Последнее стихотворение датировано февралем 1914 года. Но уже в марте сердце Блока открывается другой любви, другой Любе – Любови Александровне Дельмас. Она тоже актриса (театр, видимо, имел над Блоком неодолимую власть) – оперная певица, восхищавшая зрителей-слушателей исполнением роли Кармен.
Вот – мой восторг, мой страх в тот вечер в темном зале!
Вот, бедная, зачем тревожусь за тебя!
Вот чьи глаза меня так странно провожали,
Еще не угадав, не зная… не любя!
Сама себе закон – летишь, летишь ты мимо,
К созвездиям иным, не ведая орбит,
И этот мир тебе – лишь красный облак дыма,
Где что-то жжет, поет, тревожит и горит!
И в зареве его – твоя безумна младость…
Всё – музыка и свет: нет счастья, нет измен…
Мелодией одной звучат печаль и радость…
Но я люблю тебя: я сам такой, Кармен.
В сущности, начиная с 1908 года отношения Блоков вошли в некую колею, которую в сегодняшней Америке назвали бы «открытый брак». Оба отдавались своим любовным увлечениям с полной самоотдачей, но оба уже сознавали свою неотделимость друг от друга, неразрывность до конца дней. Летом 1915 года Л. А. Дельмас приезжала к Блоку в Шахматово, провела там несколько дней, и Блок не скрывал этого от жены. Та служила в эти месяцы медсестрой в прифронтовом госпитале и переживала очередной роман – с вольноопределяющимся офицером Кузьминым-Караваевым, сыном генерала. Но Блок, похоже, относился к этому без горечи. Его письма полны нежности и заботы.
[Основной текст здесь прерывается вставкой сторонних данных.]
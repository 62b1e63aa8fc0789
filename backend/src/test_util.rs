//! Shared helpers for tests: an in-memory database with migrations applied
//! and a fixed configuration that needs no environment.

use crate::config::Config;
use sqlx::{SqlitePool, sqlite::SqlitePoolOptions};

/// Connects an in-memory SQLite pool and applies the embedded migrations.
///
/// A single connection is required: every pooled connection to
/// `sqlite::memory:` would otherwise see its own empty database.
pub async fn test_pool() -> SqlitePool {
    let pool = SqlitePoolOptions::new()
        .max_connections(1)
        .connect("sqlite::memory:")
        .await
        .expect("in-memory sqlite");

    sqlx::migrate!("./migrations")
        .run(&pool)
        .await
        .expect("migrations apply");

    pool
}

/// A fixed configuration for tests, no SMTP settings so email sending is
/// disabled (the notifier is best-effort, so nothing fails).
pub fn test_config() -> Config {
    Config {
        database_url: "sqlite::memory:".to_string(),
        max_connections: 1,
        acquire_timeout_seconds: 3,
        jwt_secret: "test-secret".to_string(),
        jwt_expires_in_seconds: 86_400,
        reset_expiry_minutes: 1,
        frontend_base_url: "http://localhost:5173".to_string(),
        server_port: 0,
        smtp_host: None,
        smtp_port: 587,
        smtp_username: None,
        smtp_password: None,
        from_email: None,
        from_name: "Auth API".to_string(),
    }
}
«Ты пишешь, что я должен не беспокоиться. Это ведь только способ выражения – беспокойство. Теперь особенно – все, что я о тебе чувствую, – превышает все беспокойства; то есть беспокойство достигло предела и перешло уже в другое, в какой-то „огненный покой", что ли. Благодарю тебя, что ты продолжаешь быть со мною, несмотря на свое, несмотря на мое. Мне так нужно это».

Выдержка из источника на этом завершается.